Convex Biclustering seeks to identify groups of rows and columns in a data matrix that are associated with each other. The goal is to partition the matrix into a checkerboard pattern, where each block represents a bicluster. The model assumes that the observed data matrix \(X \in \mathbb{R}^{p \times n}\) can be approximated by a mean matrix \(U\) with a checkerboard structure. Specifically, the model aims to minimize the following convex criterion:

\[F_\gamma(U) = \frac{1}{2} \|X - U\|_F^2 + \gamma \left( \sum_{i < j} w_{ij} \|U_{\cdot i} - U_{\cdot j}\|_2^2 + \sum_{i < j} \tilde{w}_{ij} \|U_{i \cdot} - U_{j \cdot}\|_2^2 \right),\]

where \(\| \cdot \|_F\) denotes the Frobenius norm, \(w_{ij}\) and \(\tilde{w}_{ij}\) are non-negative weights, and \(\gamma \geq 0\) is a regularization parameter that controls the trade-off between the goodness-of-fit and the complexity of the biclustering.

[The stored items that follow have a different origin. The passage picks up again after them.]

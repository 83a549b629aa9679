//! Picker Overlay
//!
//! Searchable selection list for categories, resources, and the relation
//! lists of a form.

use super::centered_rect;
use crate::app::{App, PickerKind};
use ratatui::{
    layout::{Alignment, Constraint, Direction, Layout, Rect},
    style::{Color, Modifier, Style},
    text::{Line, Span},
    widgets::{Block, Borders, Clear, List, ListItem, ListState, Paragraph},
    Frame,
};

pub fn render(f: &mut Frame, app: &App, area: Rect) {
    let Some(picker) = &app.picker else {
        return;
    };

    let popup_area = centered_rect(60, 70, area);
    f.render_widget(Clear, popup_area);

    let multi = picker.kind == PickerKind::Relations;

    // Title with count
    let title = if multi {
        format!(
            " {} [{}/{}] {}✓ ",
            picker.title,
            picker.filtered.len(),
            picker.options.len(),
            picker.checked.len()
        )
    } else {
        format!(
            " {} [{}/{}] ",
            picker.title,
            picker.filtered.len(),
            picker.options.len()
        )
    };

    let block = Block::default()
        .borders(Borders::ALL)
        .border_style(Style::default().fg(Color::Cyan))
        .title(Span::styled(
            title,
            Style::default()
                .fg(Color::Cyan)
                .add_modifier(Modifier::BOLD),
        ))
        .title_alignment(Alignment::Center);

    let inner = block.inner(popup_area);
    f.render_widget(block, popup_area);

    // Split inner into: search box, help text, separator, list
    let chunks = Layout::default()
        .direction(Direction::Vertical)
        .constraints([
            Constraint::Length(1), // Search input
            Constraint::Length(1), // Help text
            Constraint::Length(1), // Separator
            Constraint::Min(1),    // Option list
        ])
        .split(inner);

    // Search input with cursor
    let search_line = Line::from(vec![
        Span::styled(" / ", Style::default().fg(Color::Yellow)),
        Span::styled(&picker.search_text, Style::default().fg(Color::White)),
        Span::styled("_", Style::default().fg(Color::Yellow)),
    ]);
    f.render_widget(Paragraph::new(search_line), chunks[0]);

    // Help text
    let help = Line::from(vec![
        Span::styled(" Type to search | ", Style::default().fg(Color::DarkGray)),
        Span::styled("↑↓", Style::default().fg(Color::Yellow)),
        Span::styled(":nav ", Style::default().fg(Color::DarkGray)),
        Span::styled("Enter", Style::default().fg(Color::Yellow)),
        Span::styled(
            if multi { ":toggle " } else { ":select " },
            Style::default().fg(Color::DarkGray),
        ),
        Span::styled("Esc", Style::default().fg(Color::Yellow)),
        Span::styled(
            if multi { ":done" } else { ":cancel" },
            Style::default().fg(Color::DarkGray),
        ),
    ]);
    f.render_widget(Paragraph::new(help), chunks[1]);

    // Separator line
    let sep = "─".repeat(chunks[2].width as usize);
    f.render_widget(
        Paragraph::new(sep).style(Style::default().fg(Color::DarkGray)),
        chunks[2],
    );

    if picker.filtered.is_empty() {
        let msg = Paragraph::new("No matches")
            .style(Style::default().fg(Color::DarkGray))
            .alignment(Alignment::Center);
        f.render_widget(msg, chunks[3]);
        return;
    }

    // Mark the options in effect with a checkmark
    let items: Vec<ListItem> = picker
        .filtered
        .iter()
        .map(|option| {
            let current = picker.is_marked(&option.id);
            let style = if current {
                Style::default()
                    .fg(Color::Green)
                    .add_modifier(Modifier::BOLD)
            } else {
                Style::default().fg(Color::White)
            };
            let prefix = if current { "✓ " } else { "  " };
            ListItem::new(Span::styled(format!("{}{}", prefix, option.label), style))
        })
        .collect();

    let list = List::new(items).highlight_style(
        Style::default()
            .bg(Color::DarkGray)
            .add_modifier(Modifier::BOLD),
    );

    let mut state = ListState::default();
    state.select(Some(picker.selected));

    f.render_stateful_widget(list, chunks[3], &mut state);
}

  • Iterative Algorithm for Computation (COBRA)

The Convex Biclustering problem is solved using the Convex BiclusteRing Algorithm (COBRA), which is an iterative algorithm based on the Dykstra-like proximal algorithm (DLPA). The steps are as follows:

  1. Initialization: Set \(U^{(0)} = X\), \(P^{(0)} = 0\), and \(Q^{(0)} = 0\).

  2. Iterate: - Convex Clustering of Rows: \(Y^{(m)} = \text{prox}_{\gamma \tilde{W}}(U^{(m)T} + P^{(m)T})\) - Update \(P^{(m+1)} = U^{(m)} + P^{(m)} - Y^{(m)T}\) - Convex Clustering of Columns: \(U^{(m+1)} = \text{prox}_{\gamma W}(Y^{(m)T} + Q^{(m)T})\) - Update \(Q^{(m+1)} = Y^{(m)} + Q^{(m)} - U^{(m+1)T}\)

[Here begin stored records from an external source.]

//! Configuration Management
//!
//! Handles persistent configuration storage for catadmin.

use crate::api::ApiConfig;
use crate::store::DEFAULT_PAGE_SIZE;
use anyhow::{Context, Result};
use serde::{Deserialize, Serialize};
use std::path::{Path, PathBuf};

/// Backend used when neither the CLI, the environment, nor the file names one
pub const DEFAULT_BASE_URL: &str = "http://localhost:3000/api";

/// User configuration
#[derive(Debug, Clone, Serialize, Deserialize, Default, PartialEq)]
pub struct Config {
    /// Backend base URL
    #[serde(default)]
    pub base_url: Option<String>,
    /// Bearer token sent with every request
    #[serde(default)]
    pub token: Option<String>,
    /// Rows per page in the list view
    #[serde(default)]
    pub page_size: Option<usize>,
    /// Last viewed resource
    #[serde(default)]
    pub last_resource: Option<String>,
}

impl Config {
    /// Directory holding the config file and the log
    pub fn config_dir() -> Option<PathBuf> {
        dirs::config_dir().map(|p| p.join("catadmin"))
    }

    /// Get the config file path
    fn config_path() -> Option<PathBuf> {
        Self::config_dir().map(|p| p.join("config.json"))
    }

    /// Load configuration from disk
    pub fn load() -> Self {
        match Self::config_path() {
            Some(path) => Self::load_from(&path),
            None => Self::default(),
        }
    }

    /// Load from `path`; a missing or unreadable file yields the defaults
    pub fn load_from(path: &Path) -> Self {
        if !path.exists() {
            return Self::default();
        }

        match std::fs::read_to_string(path) {
            Ok(content) => serde_json::from_str(&content).unwrap_or_else(|e| {
                tracing::warn!("Ignoring malformed config {}: {}", path.display(), e);
                Self::default()
            }),
            Err(_) => Self::default(),
        }
    }

    /// Save configuration to disk
    pub fn save(&self) -> Result<()> {
        let Some(path) = Self::config_path() else {
            return Ok(());
        };
        self.save_to(&path)
    }

    pub fn save_to(&self, path: &Path) -> Result<()> {
        // Create parent directory
        if let Some(parent) = path.parent() {
            std::fs::create_dir_all(parent)
                .with_context(|| format!("Failed to create {}", parent.display()))?;
        }

        let content = serde_json::to_string_pretty(self)?;
        std::fs::write(path, content)
            .with_context(|| format!("Failed to write {}", path.display()))?;

        Ok(())
    }

    /// Get effective base URL (CLI/env > config > default)
    pub fn effective_base_url(&self, cli: Option<&str>) -> String {
        cli.map(str::to_string)
            .or_else(|| self.base_url.clone())
            .unwrap_or_else(|| DEFAULT_BASE_URL.to_string())
    }

    /// Get effective token (CLI/env > config); blank values count as unset
    pub fn effective_token(&self, cli: Option<&str>) -> Option<String> {
        let non_blank = |t: &&str| !t.trim().is_empty();
        cli.filter(non_blank)
            .or_else(|| self.token.as_deref().filter(non_blank))
            .map(str::to_string)
    }

    /// Get effective page size (CLI > config > default), never zero
    pub fn effective_page_size(&self, cli: Option<usize>) -> usize {
        cli.or(self.page_size).unwrap_or(DEFAULT_PAGE_SIZE).max(1)
    }

    /// Connection settings for the API client
    pub fn api_config(&self, base_url: Option<&str>, token: Option<&str>) -> Result<ApiConfig> {
        let url = self.effective_base_url(base_url);
        ApiConfig::new(&url, self.effective_token(token))
            .with_context(|| format!("Invalid base URL '{}'", url))
    }

    /// Set last resource and save
    pub fn set_last_resource(&mut self, resource: &str) -> Result<()> {
        self.last_resource = Some(resource.to_string());
        self.save()
    }
}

  3. Convergence Check: Repeat the updates until convergence, typically when \(\|U^{(m)} - Y^{(m)}\|_F\) falls below a tolerance \(\tau > 0\).

The proximal mapping \(\text{prox}_{\gamma W}(Z)\) is defined as:

\[\text{prox}_{\gamma W}(Z) = \arg \min_V \left\{ \frac{1}{2} \|Z - V\|_F^2 + \gamma \sum_{i < j} w_{ij} \|V_{\cdot i} - V_{\cdot j}\|_2^2 \right\}\]
  • Penalty Parameter Selection

The regularization parameter \(\gamma\) controls the number of biclusters and the complexity of the solution. To select \(\gamma\) in a data-driven manner, we use a hold-out validation approach. A subset of the data matrix is randomly selected as a validation set, and the model is evaluated on how well it predicts the hold-out set. The optimal \(\gamma\) is chosen to minimize the prediction error over the hold-out set.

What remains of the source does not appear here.